Dice el dicho que a perro flaco todo son pulgas. Lo último que necesitaba una sociedad global como la nuestra, agobiada por una crisis que genera angustia y miedo en los privilegiados países desarrollados (porque los otros no tienen esos problemas, dado que no pueden ni sobrevivir) es una epidemia, o mejor dicho, una pandemia, que dicho así aún suena más peligroso. Un virus que se extiende por ahí, de peligrosidad no muy elevada, pero capaz de generar un nivel de psicosis lo suficientemente elevado como para todo el tinglado social se derrumbe.

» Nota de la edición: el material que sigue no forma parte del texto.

//! Macro for defining prefixed ULID id types.

/// Defines a newtype around ULID rendered as `{prefix}_{ulid}`.
///
/// The generated type gets `new()`, `parse()`, `Display`, `FromStr` and
/// string-based serde impls.
///
/// ```ignore
/// define_id!(BookId, "book");
///
/// let id = BookId::new();
/// let parsed: BookId = "book_01HV4Z2WQXKJNM8GPQY6VBKC3D".parse()?;
/// ```
#[macro_export]
macro_rules! define_id {
    ($name:ident, $prefix:literal) => {
        /// A typed ID for this resource type.
        #[derive(Debug, Clone, Copy, PartialEq, Eq, PartialOrd, Ord, Hash)]
        pub struct $name($crate::Ulid);

        impl $name {
            /// The prefix for this ID type.
            pub const PREFIX: &'static str = $prefix;

            /// Creates a new ID with a fresh ULID.
            #[must_use]
            pub fn new() -> Self {
                Self($crate::Ulid::new())
            }

            /// Creates an ID from a raw ULID.
            #[must_use]
            pub const fn from_ulid(ulid: $crate::Ulid) -> Self {
                Self(ulid)
            }

            /// Returns the underlying ULID.
            #[must_use]
            pub const fn ulid(&self) -> $crate::Ulid {
                self.0
            }

            /// Parses an ID in the format `{prefix}_{ulid}`.
            pub fn parse(s: &str) -> Result<Self, $crate::IdError> {
                if s.is_empty() {
                    return Err($crate::IdError::Empty);
                }

                let Some((prefix, ulid_str)) = s.split_once('_') else {
                    return Err($crate::IdError::MissingSeparator);
                };

                if prefix != Self::PREFIX {
                    return Err($crate::IdError::InvalidPrefix {
                        expected: Self::PREFIX,
                        actual: prefix.to_string(),
                    });
                }

                let ulid = ulid_str
                    .parse::<$crate::Ulid>()
                    .map_err(|e| $crate::IdError::InvalidUlid(e.to_string()))?;

                Ok(Self(ulid))
            }
        }

        impl Default for $name {
            fn default() -> Self {
                Self::new()
            }
        }

        impl std::fmt::Display for $name {
            fn fmt(&self, f: &mut std::fmt::Formatter<'_>) -> std::fmt::Result {
                write!(f, "{}_{}", Self::PREFIX, self.0)
            }
        }

        impl std::str::FromStr for $name {
            type Err = $crate::IdError;

            fn from_str(s: &str) -> Result<Self, Self::Err> {
                Self::parse(s)
            }
        }

        impl serde::Serialize for $name {
            fn serialize<S>(&self, serializer: S) -> Result<S::Ok, S::Error>
            where
                S: serde::Serializer,
            {
                serializer.collect_str(self)
            }
        }

        impl<'de> serde::Deserialize<'de> for $name {
            fn deserialize<D>(deserializer: D) -> Result<Self, D::Error>
            where
                D: serde::Deserializer<'de>,
            {
                let s = String::deserialize(deserializer)?;
                Self::parse(&s).map_err(serde::de::Error::custom)
            }
        }
    };
}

Las epidemias globales y sus desastres asociados son un clásico del cine de ciencia ficción y de catástrofes. Esas escenas de ciudades vacías, desoladas, en las que nadie existe ya están asociadas a Burce Willis y sus “12 Monos”, o a Will Smith y “Soy Leyenda”. En estos casos siempre hay un héroe que, o bien acaba salvando a la humanidad, o a sí mismo, enfrentado a terribles fuerzas del mal, encarnadas en este caso en invisibles virus que siembran la muerte allá por donde pasan. La realidad suele ser más prosaica, pero no menos impactante. Ahora mismo Méjico DF, creo que la mayor ciudad del mundo, con bastante más de 20 millones de habitantes, se encuentra en un estado de semicolapso. Los hospitales están abarrotados, pero el resto está desierto. Cines, espectáculos al aire libre, misas, y demás congregaciones de gente han sido suspendidas preventivamente. Los colegios han cerrado hasta nueva orden y parece que lo mismo ha sucedido con la universidad. No se si esta medida se acabará extendiendo a los centros de trabajo, pero en ese caso la actividad económica se detendría del todo y llegaríamos a uno de esos estadios que aparecen en las películas, en las que las ciudades se encuentran medio vacías, porque la mayor parte de los movimientos que se registran en un día laboral en una ciudad es por motivo trabajo, tanto en los accesos y salidas como en el interior de las mismas. Una ciudad sin ruido, sin colas y aglomeraciones, no es exactamente una ciudad. Me vienen a al memoria esas escenas de la película (nuestra vida ya está compuesta tanto de memoria personal como de imágenes audiovisuales artificiales, y son indistintas) “Abre los ojos” en la que Amenábar vació la Gran Vía de Madrid, desde Callao hasta Plaza de España. La primera vez que vi esa calle la sentí como cada vez que he estado en ella. Repleta. Llena de gente, coches, ruidos, luces, sonidos. Es lo más opuesto que uno pueda imaginarse al vacío o al silencio, y por eso la escena de la película impacta tanto, y por eso el personaje está tan aterrado. Una calle de esas sin pulso es como un corazón que no late, un pulmón que no respira o una mano que no se abre. Algo muerto.
Hacer hipótesis de este tipo tiene su parte lúdica y fantasiosa, pero lo cierto es que, volviendo a Méjico, hay ya 150 muertos, un país en estado de excepción, enromes restricciones civiles, una población intranquila y unas imágenes de gente portando mascarillas por las calles que seguro son utilizadas por algún diseñador sin escrúpulos para su próxima estupidez de desfile de alta costura, pero que transmiten una mala sensación. Ayer se confirmó el primer caso en España, que también fue primero en Europa, y puede que hoy sepamos algo más de los cada vez más sospechosos que están en nuestros hospitales. Menuda temporada de sorpresas llevamos.